Серёжа тоже помогать не хочет, во всём меня винит. «Виновата», говорит, «Плати». Вот такие, Иван Григорьевич, дела.
- Сколько надо?- спросил я.
- Много. На операцию шестьсот тысяч, на реабилитацию еще двести, ну и дорога в город и обратно,- ответила она, макая в слёзы слова.
Я вынул из кармана две пачки пятитысячных купюр и протянул их Наталье.
- На, возьми деньги. Они мне ни к чему, только морока от них.
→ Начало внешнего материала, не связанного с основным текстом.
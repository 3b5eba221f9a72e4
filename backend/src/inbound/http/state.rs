//! Shared HTTP adapter state.
//!
//! Handlers accept this state via `actix_web::web::Data` so they only depend
//! on domain ports and remain testable without I/O.

use std::sync::Arc;

use crate::domain::ports::ProductRepository;

/// Dependency bundle for HTTP handlers.
#[derive(Clone)]
pub struct HttpState {
    /// Product persistence port.
    pub products: Arc<dyn ProductRepository>,
}

impl HttpState {
    /// Construct state around a repository implementation.
    pub fn new(products: Arc<dyn ProductRepository>) -> Self {
        Self { products }
    }
}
Бизнесом заняться нет желания и таланту, съездить куда-нибудь тоже не хочется, стар я уже. Засорили они мне душу, думать о них не хочу. Детей и родственников у меня нет, а так наудачу выбросить кому-то, жалко. Бери, бери, не думай, а за рассольник спасибо,- сказал я.
- Это вам большое спасибо, но я вас не хочу обманывать, я вам не смогу их вернуть, но если нужна будет моя помощь, я обязательно вам помогу,- сказала она, глядя на меня как на Бога, который помог ей в беде, в тот миг, когда она уже отчаялась ждать помощи.
Я вернулся в свою квартиру, и мне было так легко и радостно.
Время покатилось, как мячик под гору. Костика вылечили. Как же радовалась Наталья, да и парнишка оказался бойцом, и к тому же таким смышлёным. Ко мне она стала часто приходить, чтобы прибраться, сварить что-нибудь вкусненькое, пирожками угостить, да и так просто поболтать, своим щебетом разбавить тишину моего одиночества.
      Я вышел на улицу, убирать у подъездов снег. Я увидел, как из подъезда вышли Наталья с Костиком и, поздоровавшись со мной, пошли в сторону детского сада.  «Спасибо покойнику за такой ценный подарок», подумал я, мешая в душе свою вину и благородство.